Search Engine Marketing Defined

Throughout this kit, I'll use search engine marketing (SEM) to describe many different tasks. We'll talk about this concept a lot, so it will be helpful to have a working definition. For the purposes of these discussions, we'll define search engine marketing as follows:

Search engine marketing is any legal activity intended to bring traffic from a search portal to another Website.

The term search engine marketing, therefore, covers a lot of ground. Wherever people search the Web, whatever they search for, and wherever the search results come from—if you're trying to reach out to target visitors, you're undertaking search engine marketing. The goal of SEM is to increase the levels of high-quality, targeted traffic to a Website. In this kit, we'll focus on the two primary disciplines of SEM, which are:

  • Search Engine Optimization (SEO) The function of SEO is to improve a Website's position within the organic search results for specific search terms, and to increase the overall traffic the site garners from crawler-based search engines. This is accomplished through a combination of on-page content and off-page promotion (such as directory submissions).
  • Pay-Per-Click Advertising (PPC) PPC involves the management of keyword-targeted advertising campaigns through one or more PPC service providers, such as Google's AdWords, or Overture from Yahoo!. The advertiser's goal is to profitably increase the amount of targeted traffic that his or her Website receives from search portals.

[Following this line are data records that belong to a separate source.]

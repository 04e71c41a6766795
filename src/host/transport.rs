//! Host transports
//!
//! The panel talks to its host through a `HostTransport`. Messages cross as
//! single JSON lines.
//!
//! - `ChannelTransport` - in-process channel pair (tests, embedding)
//! - `StdioTransport` - newline-delimited JSON on stdin/stdout

use std::sync::mpsc::{channel, Receiver, Sender, TryRecvError};

use crate::error::HostError;
use super::message::{InboundMessage, OutboundEnvelope};

pub trait HostTransport {
    /// Send one message to the host. Outbound messages carry no origin
    /// restriction; trust is up to the host.
    fn post(&mut self, envelope: &OutboundEnvelope) -> Result<(), HostError>;

    /// Next pending inbound message, if any. Never blocks.
    fn try_recv(&mut self) -> Result<Option<InboundMessage>, HostError>;
}

fn recv_line(receiver: &Receiver<String>) -> Result<Option<InboundMessage>, HostError> {
    match receiver.try_recv() {
        Ok(line) => InboundMessage::from_json(&line).map(Some),
        Err(TryRecvError::Empty) => Ok(None),
        Err(TryRecvError::Disconnected) => Err(HostError::Closed),
    }
}

/// Panel side of an in-process channel pair
pub struct ChannelTransport {
    outgoing: Sender<String>,
    incoming: Receiver<String>,
}

/// Host side of an in-process channel pair
pub struct HostEndpoint {
    to_panel: Sender<String>,
    from_panel: Receiver<String>,
}

impl ChannelTransport {
    /// Create a connected (panel, host) pair
    pub fn pair() -> (ChannelTransport, HostEndpoint) {
        let (to_host, from_panel) = channel();
        let (to_panel, incoming) = channel();
        (
            ChannelTransport { outgoing: to_host, incoming },
            HostEndpoint { to_panel, from_panel },
        )
    }
}

impl HostTransport for ChannelTransport {
    fn post(&mut self, envelope: &OutboundEnvelope) -> Result<(), HostError> {
        let line = envelope.to_json()?;
        self.outgoing.send(line).map_err(|_| HostError::Closed)
    }

    fn try_recv(&mut self) -> Result<Option<InboundMessage>, HostError> {
        recv_line(&self.incoming)
    }
}

impl HostEndpoint {
    /// Push a raw JSON line to the panel
    pub fn send_raw(&self, json: impl Into<String>) -> Result<(), HostError> {
        self.to_panel.send(json.into()).map_err(|_| HostError::Closed)
    }

    pub fn send(&self, message: &InboundMessage) -> Result<(), HostError> {
        self.send_raw(message.to_json()?)
    }

    /// Drain everything the panel has posted so far
    pub fn drain(&self) -> Result<Vec<OutboundEnvelope>, HostError> {
        self.from_panel
            .try_iter()
            .map(|line| OutboundEnvelope::from_json(&line))
            .collect()
    }
}

/// Newline-delimited JSON over the process's stdin/stdout
pub struct StdioTransport {
    incoming: Receiver<String>,
}

impl StdioTransport {
    /// Start the stdin reader thread
    #[cfg(not(target_arch = "wasm32"))]
    pub fn open() -> Self {
        use std::io::BufRead;

        let (sender, incoming) = channel();
        std::thread::spawn(move || {
            let stdin = std::io::stdin();
            for line in stdin.lock().lines() {
                let Ok(line) = line else { break };
                if line.trim().is_empty() {
                    continue;
                }
                if sender.send(line).is_err() {
                    break;
                }
            }
            log::debug!("host stdin closed");
        });
        Self { incoming }
    }

    /// No stdin on wasm: the channel stays empty
    #[cfg(target_arch = "wasm32")]
    pub fn open() -> Self {
        let (sender, incoming) = channel();
        std::mem::forget(sender);
        Self { incoming }
    }
}

impl HostTransport for StdioTransport {
    fn post(&mut self, envelope: &OutboundEnvelope) -> Result<(), HostError> {
        use std::io::Write;

        let line = envelope.to_json()?;
        let stdout = std::io::stdout();
        let mut out = stdout.lock();
        writeln!(out, "{}", line)?;
        out.flush()?;
        Ok(())
    }

    fn try_recv(&mut self) -> Result<Option<InboundMessage>, HostError> {
        recv_line(&self.incoming)
    }
}

#[cfg(test)]
mod tests {
    use super::*;
    use crate::host::OutboundMessage;

    #[test]
    fn test_channel_pair_round_trip() {
        let (mut panel, host) = ChannelTransport::pair();
        assert_eq!(panel.try_recv().unwrap(), None);

        host.send(&InboundMessage::Image(vec![7, 7])).unwrap();
        host.send(&InboundMessage::Reset).unwrap();
        assert_eq!(panel.try_recv().unwrap(), Some(InboundMessage::Image(vec![7, 7])));
        assert_eq!(panel.try_recv().unwrap(), Some(InboundMessage::Reset));

        let msg = OutboundMessage::CreateEmptyFrame { name: "Phone".into(), width: 1, height: 2 };
        panel.post(&OutboundEnvelope::new(msg.clone())).unwrap();
        assert_eq!(host.drain().unwrap(), vec![OutboundEnvelope::new(msg)]);
    }

    #[test]
    fn test_closed_host_is_reported() {
        let (mut panel, host) = ChannelTransport::pair();
        drop(host);
        assert!(matches!(panel.try_recv(), Err(HostError::Closed)));
        let msg = OutboundMessage::CreateEmptyFrame { name: "Phone".into(), width: 1, height: 2 };
        assert!(matches!(panel.post(&OutboundEnvelope::new(msg)), Err(HostError::Closed)));
    }
}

In addition to these two major disciplines, there are other aspects of search engine marketing that we'll discuss to a lesser degree, including:

  • Contextual advertising, which is offered by many PPC service providers. Contextual advertising delivers targeted advertising based on the content of each individual Web page that carries an ad. Advertisers who have used PPC to target people searching on the term fishing can also have their ads distributed across a great many Websites on which fishing is discussed. This is a fast-growing market, and one that's sure to become a very significant part of SEM over time.
  • Directory submission, which involves the submission of Websites to general-purpose and vertical (topic-specific) directories, or vortals. We will discuss this mainly in the context of SEO, but many directories (both general-purpose and vertical) provide search-driven traffic to the Websites they list. Many operate on a paid advertising or PPC basis. As searchable business directories like Verizon's SuperPages and the already established Business.com grow, so too will this area of search engine marketing.

Search engine marketing is a fast-growing and rapidly changing field. Before we get too far ahead of ourselves, though, let's take a close look at where organic search results come from: the crawling search engines.

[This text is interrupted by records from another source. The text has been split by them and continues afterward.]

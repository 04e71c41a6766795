//! Host wire format
//!
//! Every message is a JSON object with a single `pluginMessage` key.
//! Outbound payloads are tagged by `type`; inbound payloads are a raw image
//! (base64 string or byte array) or a falsy value meaning "reset".

use base64::Engine as _;
use serde::{Deserialize, Serialize, Serializer};
use serde_json::Value;

use crate::error::HostError;

/// Commands sent to the host
#[derive(Debug, Clone, PartialEq, Eq, Serialize, Deserialize)]
#[serde(tag = "type", rename_all = "kebab-case")]
pub enum OutboundMessage {
    CreateEmptyFrame {
        name: String,
        width: u32,
        height: u32,
    },
    SaveCanvasImage {
        name: String,
        width: u32,
        height: u32,
        #[serde(serialize_with = "serialize_base64", deserialize_with = "deserialize_base64")]
        blob: Vec<u8>,
    },
}

impl OutboundMessage {
    /// Short name for logging
    pub fn kind(&self) -> &'static str {
        match self {
            OutboundMessage::CreateEmptyFrame { .. } => "create-empty-frame",
            OutboundMessage::SaveCanvasImage { .. } => "save-canvas-image",
        }
    }
}

#[derive(Debug, Clone, PartialEq, Eq, Serialize, Deserialize)]
pub struct OutboundEnvelope {
    #[serde(rename = "pluginMessage")]
    pub plugin_message: OutboundMessage,
}

impl OutboundEnvelope {
    pub fn new(message: OutboundMessage) -> Self {
        Self { plugin_message: message }
    }

    pub fn to_json(&self) -> Result<String, HostError> {
        Ok(serde_json::to_string(self)?)
    }

    pub fn from_json(json: &str) -> Result<Self, HostError> {
        Ok(serde_json::from_str(json)?)
    }
}

/// What the host pushed to the panel
#[derive(Debug, Clone, PartialEq, Eq)]
pub enum InboundMessage {
    /// Payload absent or falsy: go back to the device's default texture
    Reset,
    /// Encoded image bytes
    Image(Vec<u8>),
}

#[derive(Deserialize)]
struct RawInbound {
    #[serde(rename = "pluginMessage", default)]
    plugin_message: Value,
}

impl InboundMessage {
    /// Parse one inbound envelope
    pub fn from_json(json: &str) -> Result<Self, HostError> {
        let raw: RawInbound = serde_json::from_str(json)?;
        Self::from_payload(raw.plugin_message)
    }

    fn from_payload(payload: Value) -> Result<Self, HostError> {
        let bytes = match payload {
            Value::Null | Value::Bool(false) => return Ok(InboundMessage::Reset),
            Value::Number(n) if n.as_f64() == Some(0.0) => return Ok(InboundMessage::Reset),
            Value::String(s) => base64::engine::general_purpose::STANDARD
                .decode(s.as_bytes())
                .map_err(serde::de::Error::custom)
                .map_err(HostError::Serialization)?,
            Value::Array(_) => serde_json::from_value::<Vec<u8>>(payload)?,
            other => {
                return Err(HostError::Serialization(serde::de::Error::custom(format!(
                    "unsupported pluginMessage payload: {}",
                    other
                ))))
            }
        };

        if bytes.is_empty() {
            Ok(InboundMessage::Reset)
        } else {
            Ok(InboundMessage::Image(bytes))
        }
    }

    /// Encode as the host would send it
    pub fn to_json(&self) -> Result<String, HostError> {
        let payload = match self {
            InboundMessage::Reset => Value::Null,
            InboundMessage::Image(bytes) => {
                Value::String(base64::engine::general_purpose::STANDARD.encode(bytes))
            }
        };
        Ok(serde_json::to_string(&serde_json::json!({ "pluginMessage": payload }))?)
    }
}

fn serialize_base64<S: Serializer>(bytes: &[u8], serializer: S) -> Result<S::Ok, S::Error> {
    serializer.serialize_str(&base64::engine::general_purpose::STANDARD.encode(bytes))
}

fn deserialize_base64<'de, D: serde::Deserializer<'de>>(deserializer: D) -> Result<Vec<u8>, D::Error> {
    let s = String::deserialize(deserializer)?;
    base64::engine::general_purpose::STANDARD
        .decode(s.as_bytes())
        .map_err(serde::de::Error::custom)
}

#[cfg(test)]
mod tests {
    use super::*;

    #[test]
    fn test_create_frame_wire_shape() {
        let envelope = OutboundEnvelope::new(OutboundMessage::CreateEmptyFrame {
            name: "Phone".into(),
            width: 375,
            height: 812,
        });
        let value: Value = serde_json::from_str(&envelope.to_json().unwrap()).unwrap();
        assert_eq!(
            value,
            serde_json::json!({
                "pluginMessage": { "type": "create-empty-frame", "name": "Phone", "width": 375, "height": 812 }
            })
        );
    }

    #[test]
    fn test_save_image_blob_is_base64() {
        let envelope = OutboundEnvelope::new(OutboundMessage::SaveCanvasImage {
            name: "Pixel 5".into(),
            width: 2,
            height: 1,
            blob: vec![0x89, b'P', b'N', b'G'],
        });
        let json = envelope.to_json().unwrap();
        let value: Value = serde_json::from_str(&json).unwrap();
        assert_eq!(value["pluginMessage"]["type"], "save-canvas-image");
        assert_eq!(value["pluginMessage"]["blob"], "iVBORw==");
        assert_eq!(OutboundEnvelope::from_json(&json).unwrap(), envelope);
    }

    #[test]
    fn test_falsy_payloads_mean_reset() {
        for json in [
            r#"{}"#,
            r#"{"pluginMessage":null}"#,
            r#"{"pluginMessage":false}"#,
            r#"{"pluginMessage":0}"#,
            r#"{"pluginMessage":""}"#,
            r#"{"pluginMessage":[]}"#,
        ] {
            assert_eq!(InboundMessage::from_json(json).unwrap(), InboundMessage::Reset, "{}", json);
        }
    }

    #[test]
    fn test_image_payload_forms() {
        assert_eq!(
            InboundMessage::from_json(r#"{"pluginMessage":"AQID"}"#).unwrap(),
            InboundMessage::Image(vec![1, 2, 3])
        );
        assert_eq!(
            InboundMessage::from_json(r#"{"pluginMessage":[1,2,3]}"#).unwrap(),
            InboundMessage::Image(vec![1, 2, 3])
        );
    }

    #[test]
    fn test_malformed_inbound_is_an_error() {
        assert!(InboundMessage::from_json("not json").is_err());
        assert!(InboundMessage::from_json(r#"{"pluginMessage":"***"}"#).is_err());
        assert!(InboundMessage::from_json(r#"{"pluginMessage":{"a":1}}"#).is_err());
    }
}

The Crawling Search Engines

In this discussion, we'll explore the major components of a crawler search engine, and understand how they work. The typical Web user assumes that when they search, the search engine actually goes out onto the Web to look around. In fact, the job of searching the Web is vastly more complex than that, requiring massive amounts of hardware, software, and bandwidth.

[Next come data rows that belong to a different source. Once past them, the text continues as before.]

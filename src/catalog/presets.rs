//! Angle presets
//!
//! Named device/camera rotations selectable from the preset gallery.
//! The index into `PRESETS` is the preset's identity; device preview renders
//! are stored in the same order.

/// Device rotation in degrees
#[derive(Debug, Clone, Copy, PartialEq)]
pub struct DeviceRotation {
    pub x: f32,
    pub y: f32,
    pub z: f32,
}

/// Camera rotation in degrees (no roll)
#[derive(Debug, Clone, Copy, PartialEq)]
pub struct CameraRotation {
    pub x: f32,
    pub y: f32,
}

#[derive(Debug, Clone, Copy, PartialEq)]
pub struct Preset {
    pub label: &'static str,
    pub device_rotation: DeviceRotation,
    pub camera_rotation: CameraRotation,
}

const fn preset(label: &'static str, device: [f32; 3], camera: [f32; 2]) -> Preset {
    Preset {
        label,
        device_rotation: DeviceRotation { x: device[0], y: device[1], z: device[2] },
        camera_rotation: CameraRotation { x: camera[0], y: camera[1] },
    }
}

pub static PRESETS: &[Preset] = &[
    preset("Front", [0.0, 0.0, 0.0], [0.0, 0.0]),
    preset("Angle Left", [8.0, 32.0, -4.0], [-6.0, 0.0]),
    preset("Angle Right", [8.0, -32.0, 4.0], [-6.0, 0.0]),
    preset("Tilt Back", [-28.0, 18.0, 8.0], [-12.0, -10.0]),
    preset("Lay Flat", [-80.0, 0.0, 20.0], [-20.0, 0.0]),
];

/// Look up a preset by gallery index.
///
/// Panics if `index` is out of range: only indices offered by the gallery
/// are valid.
pub fn find_preset_by_index(index: usize) -> &'static Preset {
    match PRESETS.get(index) {
        Some(preset) => preset,
        None => panic!("preset index {} out of range (0..{})", index, PRESETS.len()),
    }
}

To give you an idea of just how much hardware it takes to run a large-scale, modern search engine, here's a staggering figure: Google runs what is believed to be the world's largest Linux server cluster, with over 10,000 servers at present, and more being added all the time (it was "only" 4,000 in June, 2000).

Searching a small collection of well-structured documents, such as scientific research papers, is difficult enough, but that task is relatively easy compared to searching the Web. The Web is massive and mobile, consisting of billions of documents in over 100 languages, many of which change or disappear on a daily basis. To make matters worse, there is very little consistency in terms of how information is organized and presented on the Web.

Major Tasks Handled by Search Engines

There are five major tasks that each crawling search engine must handle, and significant computing resources are dedicated to each. These tasks are:

  1. Finding Web pages and downloading their contents.
    The bulk of this task is handled by two components: the crawler and the scheduler. The crawler's job is to interact with Web servers to download Web pages and/or other content. The scheduler determines which URLs will be crawled, in what order, and by which crawler. Large crawling search engines are likely to have multiple types of crawlers and schedulers, each assigned to different tasks.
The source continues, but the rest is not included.